Go to Frys or Radio Shack or anywhere else that sells components and you will find you can buy a small circuit board that you can wire up to your flash light, your bicycle, or your treadmill and the little lights or bars will light up and pretend to tell you something. You can buy these devices from 99-cents to maybe $6 or 7 and the device doesn't care what the impedance of the circuit is or anything else.

Then price a meter... a mechanical device with that little arm that waves at you. IF the vendor has them, they will ask you what kind of response time and "weighting" you want. (Broadcast VU meters and telephone company dB meters sitting side by side and hooked up to the same circuit will wave at you with completely different styles and anxiety.)

I wanted to add a decibel meter to a church sound system a couple of years ago. I quickly realized I was looking at a $75 to $200 project. Bars on the other hand I could have done for $10 or less. But buying the Rosetta Stone language course to learn how to speak "bars" was too expensive.
 
Receivers using the Silicon Labs si4734 DSP chip usually have an indication of signal strength on the display, labeled as "dBµ." However it is a measure of the voltage at a sample point within the receiver, and not an accurate measure of the field intensity of the arriving radio wave. So, for example, a display showing 60 dBµ does not mean that the arriving field intensity is 1 mV/m.

Several of the Tecsun PL series radios use this chip, and they cost around $60 on EBay.

Below is a link comparing some measurements made of known fields with indications for them on a PL-310.

http://i62.photobucket.com/albums/h85/rfry-100/Tecsun_PL-310_Signal_Readings.gif
 
As Usual, R. Fry is right on the money. Accurate FI takes more than just a readout. The relative bars mean little on any but the very best receivers. They often measure total RF getting into the radio. When I drive up to one of our multiple FM sites, all the bars on my radio are lit, even if I'm tuned to a station many miles away. Sure, as a radio engineer I'd appreciate the relative readings of dB in it's various forms, but I'm not willing to spend the money on routine radios for that purpose and I doubt 98 % of the public would. If I want acurate Field Intensity readings, I have multiple thousand dollar FIM's to handle that.
 
R. Fry said:
Receivers using the Silicon Labs si4734 DSP chip usually have an indication of signal strength on the display, labeled as "dBµ." However it is a measure of the voltage at a sample point within the receiver, and not an accurate measure of the field intensity of the arriving radio wave. So, for example, a display showing 60 dBµ does not mean that the arriving field intensity is 1 mV/m.

Several of the Tecsun PL series radios use this chip, and they cost around $60 on EBay.

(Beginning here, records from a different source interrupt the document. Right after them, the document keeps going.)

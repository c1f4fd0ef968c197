//! Command implementations for scand

pub mod list;
pub mod options;
pub mod scan;

pub use list::list;
pub use options::options;
pub use scan::scan;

Below is a link comparing some measurements made of known fields with indications for them on a PL-310.

http://i62.photobucket.com/albums/h85/rfry-100/Tecsun_PL-310_Signal_Readings.gif

I have the Tecsun PL380 and it has a dBu meter. I figure that it reads 20 dBu lower than the actual field strength.

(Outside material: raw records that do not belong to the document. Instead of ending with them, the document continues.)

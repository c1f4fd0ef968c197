//! USB scanner backend
//!
//! This module provides the UsbScanBackend that implements ScanBackend for
//! CardScan-family scanners reachable through a [`Transport`].

use std::sync::Arc;

use async_trait::async_trait;
use scand_core::{DeviceInfo, ScanBackend, ScanDevice, ScanError, ScanResult, Version};
use tracing::{debug, info, warn};

use crate::command::{CommandTransaction, DeviceHandle, TimeoutProfile};
use crate::config::{BackendConfig, DeviceConfig, DeviceEntry};
use crate::profile::select_profile;
use crate::registry::{AttachedDevice, DeviceRegistry};
use crate::session::{ScanSession, SessionSettings};
use crate::transport::{create_transport, Transport};

/// Version reported by this backend
pub const BACKEND_VERSION: Version = Version::new(1, 0, 3);

/// Device kind reported for every attached device
pub const DEVICE_KIND: &str = "scanner";

/// USB scanner backend
pub struct UsbScanBackend {
    /// Backend configuration
    config: BackendConfig,
    /// Transport used to find and open devices
    transport: Arc<dyn Transport>,
    /// Attached devices and session claims
    registry: DeviceRegistry,
    timeouts: TimeoutProfile,
}

impl std::fmt::Debug for UsbScanBackend {
    fn fmt(&self, f: &mut std::fmt::Formatter<'_>) -> std::fmt::Result {
        f.debug_struct("UsbScanBackend")
            .field("transport", &self.config.transport)
            .field("registry", &self.registry)
            .finish()
    }
}

impl UsbScanBackend {
    /// Create a backend with the transport named in the configuration
    pub fn init(config: BackendConfig) -> ScanResult<Self> {
        config.validate()?;
        let transport = create_transport(&config.transport)?;
        Ok(Self::with_transport(config, transport))
    }

    /// Create a backend on an existing transport
    pub fn with_transport(config: BackendConfig, transport: Arc<dyn Transport>) -> Self {
        info!(version = %BACKEND_VERSION, "Scanner backend initialized");
        Self {
            timeouts: TimeoutProfile::from(&config.timeouts),
            config,
            transport,
            registry: DeviceRegistry::new(),
        }
    }

    pub fn config(&self) -> &BackendConfig {
        &self.config
    }

    pub fn registry(&self) -> &DeviceRegistry {
        &self.registry
    }

    /// Open, identify and (if configured) calibrate one device
    async fn attach(&self, name: &str, entry: &DeviceEntry) -> ScanResult<AttachedDevice> {
        let handle = DeviceHandle::open(self.transport.as_ref(), name).await?;
        let ids = handle.usb_ids();
        let profile = select_profile(ids);
        let mut tx = CommandTransaction::new(handle, self.timeouts);

        let calibration = if entry.settings.has_cal_buffer {
            match profile.load_calibration(&mut tx).await {
                Ok(calibration) => Some(Arc::new(calibration)),
                Err(e) => {
                    if let Err(close_err) = tx.close().await {
                        debug!(device = name, error = %close_err, "Close after failed attach");
                    }
                    return Err(e);
                }
            }
        } else {
            None
        };
        tx.close().await?;

        let model = profile.model();
        info!(device = name, vendor = %model.vendor, model = %model.model, "Device attached");
        Ok(AttachedDevice {
            info: DeviceInfo {
                name: name.to_string(),
                vendor: model.vendor.clone(),
                model: model.model.clone(),
                kind: DEVICE_KIND.to_string(),
            },
            ids,
            settings: entry.settings,
            profile,
            calibration,
        })
    }
}

#[async_trait]
impl ScanBackend for UsbScanBackend {
    fn version(&self) -> Version {
        BACKEND_VERSION
    }

    async fn list_devices(&self) -> ScanResult<Vec<DeviceInfo>> {
        self.registry.ensure_live()?;
        let device_config = DeviceConfig::load(self.config.device_config.as_deref())?;
        let previous = self.registry.devices();
        let mut attached: Vec<AttachedDevice> = Vec::new();

        for entry in &device_config.entries {
            let names = match self.transport.enumerate(entry.ids).await {
                Ok(names) => names,
                Err(e) => {
                    warn!(ids = %entry.ids, error = %e, "Device enumeration failed");
                    continue;
                }
            };
            for name in names {
                if attached.iter().any(|d| d.info.name == name) {
                    continue;
                }
                // a device held by a session keeps its earlier attachment
                if self.registry.is_claimed(&name) {
                    if let Some(device) = previous.iter().find(|d| d.info.name == name) {
                        attached.push(device.clone());
                    }
                    continue;
                }
                match self.attach(&name, entry).await {
                    Ok(device) => attached.push(device),
                    Err(e) => warn!(device = %name, error = %e, "Device not attached"),
                }
            }
        }

        let infos = attached.iter().map(|d| d.info.clone()).collect();
        self.registry.replace(attached);
        Ok(infos)
    }

    async fn open(&self, name: &str) -> ScanResult<Box<dyn ScanDevice>> {
        self.registry.ensure_live()?;
        if self.registry.devices().is_empty() {
            self.list_devices().await?;
        }
        let device = self
            .registry
            .find(name)
            .ok_or_else(|| ScanError::invalid(format!("unknown device '{}'", name)))?;

        let claim = self.registry.claim(&device.info.name)?;
        let handle = DeviceHandle::open(self.transport.as_ref(), &device.info.name).await?;
        let tx = CommandTransaction::new(handle, self.timeouts);
        let session =
            ScanSession::open(&device, tx, SessionSettings::from(&self.config), claim).await?;
        Ok(Box::new(session))
    }

    async fn teardown(&self) -> ScanResult<()> {
        self.registry.ensure_live()?;
        self.registry.teardown();
        info!("Scanner backend shut down");
        Ok(())
    }
}

#[cfg(test)]
mod tests {
    use super::*;
    use crate::config::{MockConfig, MockDeviceConfig, TransportConfig};
    use pretty_assertions::assert_eq;
    use scand_core::ScanStatus;

    fn backend(devices: Vec<MockDeviceConfig>) -> UsbScanBackend {
        let config = BackendConfig {
            transport: TransportConfig::Mock(MockConfig {
                latency_ms: 0,
                devices,
            }),
            ..Default::default()
        };
        UsbScanBackend::init(config).unwrap()
    }

    #[tokio::test]
    async fn test_list_default_device() {
        let backend = backend(vec![MockDeviceConfig::default()]);
        assert_eq!(backend.version().to_string(), "1.0.3");
        let devices = backend.list_devices().await.unwrap();
        assert_eq!(
            devices,
            vec![DeviceInfo {
                name: "mock:001:002".into(),
                vendor: "CardScan".into(),
                model: "800c".into(),
                kind: "scanner".into(),
            }]
        );
        assert!(backend.registry().find("").unwrap().calibration.is_some());
    }

    #[tokio::test]
    async fn test_calibration_failure_skips_device() {
        let backend = backend(vec![MockDeviceConfig {
            truncate_calibration: true,
            ..Default::default()
        }]);
        assert!(backend.list_devices().await.unwrap().is_empty());
    }

    #[tokio::test]
    async fn test_open_unknown_device_is_invalid() {
        let backend = backend(vec![MockDeviceConfig::default()]);
        let err = backend.open("libusb:009:009").await.unwrap_err();
        assert_eq!(err.status(), ScanStatus::Invalid);
    }

    #[tokio::test]
    async fn test_empty_name_opens_first_device() {
        let backend = backend(vec![MockDeviceConfig::default()]);
        let mut device = backend.open("").await.unwrap();
        assert_eq!(device.name(), "mock:001:002");
        device.close().await.unwrap();
    }

    #[tokio::test]
    async fn test_teardown_invalidates_backend() {
        let backend = backend(vec![MockDeviceConfig::default()]);
        let mut device = backend.open("").await.unwrap();
        backend.teardown().await.unwrap();

        assert_eq!(backend.list_devices().await.unwrap_err().status(), ScanStatus::Invalid);
        assert_eq!(backend.open("").await.unwrap_err().status(), ScanStatus::Invalid);
        assert_eq!(device.start().await.unwrap_err().status(), ScanStatus::Invalid);
        assert!(device.close().await.is_ok());
    }

    #[tokio::test]
    async fn test_usb_transport_needs_feature() {
        let config = BackendConfig {
            transport: TransportConfig::Usb,
            ..Default::default()
        };
        if cfg!(not(feature = "usb")) {
            let err = UsbScanBackend::init(config).unwrap_err();
            assert_eq!(err.status(), ScanStatus::Unsupported);
        }
    }
}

It shouldn't be too hard for most consumer devices to measure a voltage and convert it to dB to give an estimate of the field strength. That estimate is better than "bars".
 
Remember when VCR's had clocks and timers, and lots of people left them to blink "12:00" all the time?

Seriously, it's a nice option for us geeks to have, but you think Joe Gottaphone or 15 year old Susie Textalot is going to care or know what a dB is????
 
I've been using Mobile Signal Widget on my Android phone and love it. It shows the actual dBm signal value and also shows accurate signal bars based of the dBm. I find the signal bars on my to be pretty inaccurate. The typical signal levels are from -65dBm being strong to -115dBm where it drops coverage. Yet it takes a signal of around -90dBm before the factory signal drops below 5 bars.

On my MP3 player the Sandisk Sansa Clip Zip, I loaded Rockbox an aftermarket firmware which shows the dbu signal on the FM radio. The factory firmware has no signal indication. Its a Si4703 chip used for FM and I find its dbu measurement to be similar to what the Tecsun radios with the Si4734 report.